TASK GOAL:
Line by line, return the material below exactly as it reads.
┄┄┄┄┄┄┄┄┄┄
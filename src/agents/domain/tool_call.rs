//! Tool call types for agent interactions

use serde::{Deserialize, Serialize};
use serde_json::Value;

/// A tool call requested by the model
#[derive(Debug, Clone, Serialize, Deserialize)]
pub struct ToolCall {
    /// Unique identifier for this tool call
    pub id: String,
    /// Name of the tool being called
    pub name: String,
    /// Arguments passed to the tool (as JSON)
    pub arguments: Value,
}

impl ToolCall {
    /// Create a new tool call
    pub fn new(id: impl Into<String>, name: impl Into<String>, arguments: Value) -> Self {
        Self {
            id: id.into(),
            name: name.into(),
            arguments,
        }
    }

    /// Generate a unique ID for a tool call
    pub fn generate_id() -> String {
        format!(
            "call_{}",
            &uuid::Uuid::new_v4().to_string().replace('-', "")[..24]
        )
    }
}

/// Result of executing a tool
#[derive(Debug, Clone, Serialize, Deserialize)]
pub struct ToolCallResult {
    /// ID of the tool call this is responding to
    pub tool_call_id: String,
    /// Name of the tool that was called
    pub tool_name: String,
    /// Output payload returned by the tool
    pub output: Value,
    /// Whether the tool execution succeeded
    pub success: bool,
    /// Error message if execution failed
    #[serde(skip_serializing_if = "Option::is_none")]
    pub error: Option<String>,
}

impl ToolCallResult {
    /// Create a successful tool call result
    pub fn success(tool_call_id: String, tool_name: String, output: Value) -> Self {
        Self {
            tool_call_id,
            tool_name,
            output,
            success: true,
            error: None,
        }
    }

    /// Create a failed tool call result
    pub fn failure(tool_call_id: String, tool_name: String, error: String) -> Self {
        Self {
            tool_call_id,
            tool_name,
            output: Value::Null,
            success: false,
            error: Some(error),
        }
    }
}

/// Definition of a tool available to an agent
#[derive(Debug, Clone, Serialize, Deserialize)]
pub struct ToolDefinition {
    /// Tool name
    pub name: String,
    /// Human-readable description
    pub description: String,
    /// JSON Schema defining the tool's parameters
    pub parameters: Value,
}

impl ToolDefinition {
    /// Create a new tool definition
    pub fn new(name: impl Into<String>, description: impl Into<String>, parameters: Value) -> Self {
        Self {
            name: name.into(),
            description: description.into(),
            parameters,
        }
    }
}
┄┄┄┄┄┄┄┄┄┄
OUTPUT OF THE EXERCISE:
filename src/agents/domain/tool_call.rs
//! Tool call types for agent interactions

use serde::{Deserialize, Serialize};
use serde_json::Value;

/// A tool call requested by the model
#[derive(Debug, Clone, Serialize, Deserialize)]
pub struct ToolCall {
    /// Unique identifier for this tool call
    pub id: String,
    /// Name of the tool being called
    pub name: String,
    /// Arguments passed to the tool (as JSON)
    pub arguments: Value,
}

impl ToolCall {
    /// Create a new tool call
    pub fn new(id: impl Into<String>, name: impl Into<String>, arguments: Value) -> Self {
        Self {
            id: id.into(),
            name: name.into(),
            arguments,
        }
    }

    /// Generate a unique ID for a tool call
    pub fn generate_id() -> String {
        format!(
            "call_{}",
            &uuid::Uuid::new_v4().to_string().replace('-', "")[..24]
        )
    }
}

/// Result of executing a tool
#[derive(Debug, Clone, Serialize, Deserialize)]
pub struct ToolCallResult {
    /// ID of the tool call this is responding to
    pub tool_call_id: String,
    /// Name of the tool that was called
    pub tool_name: String,
    /// Output payload returned by the tool
    pub output: Value,
    /// Whether the tool execution succeeded
    pub success: bool,
    /// Error message if execution failed
    #[serde(skip_serializing_if = "Option::is_none")]
    pub error: Option<String>,
}

impl ToolCallResult {
    /// Create a successful tool call result
    pub fn success(tool_call_id: String, tool_name: String, output: Value) -> Self {
        Self {
            tool_call_id,
            tool_name,
            output,
            success: true,
            error: None,
        }
    }

    /// Create a failed tool call result
    pub fn failure(tool_call_id: String, tool_name: String, error: String) -> Self {
        Self {
            tool_call_id,
            tool_name,
            output: Value::Null,
            success: false,
            error: Some(error),
        }
    }
}

/// Definition of a tool available to an agent
#[derive(Debug, Clone, Serialize, Deserialize)]
pub struct ToolDefinition {
    /// Tool name
    pub name: String,
    /// Human-readable description
    pub description: String,
    /// JSON Schema defining the tool's parameters
    pub parameters: Value,
}

impl ToolDefinition {
    /// Create a new tool definition
    pub fn new(name: impl Into<String>, description: impl Into<String>, parameters: Value) -> Self {
        Self {
            name: name.into(),
            description: description.into(),
            parameters,
        }
    }
}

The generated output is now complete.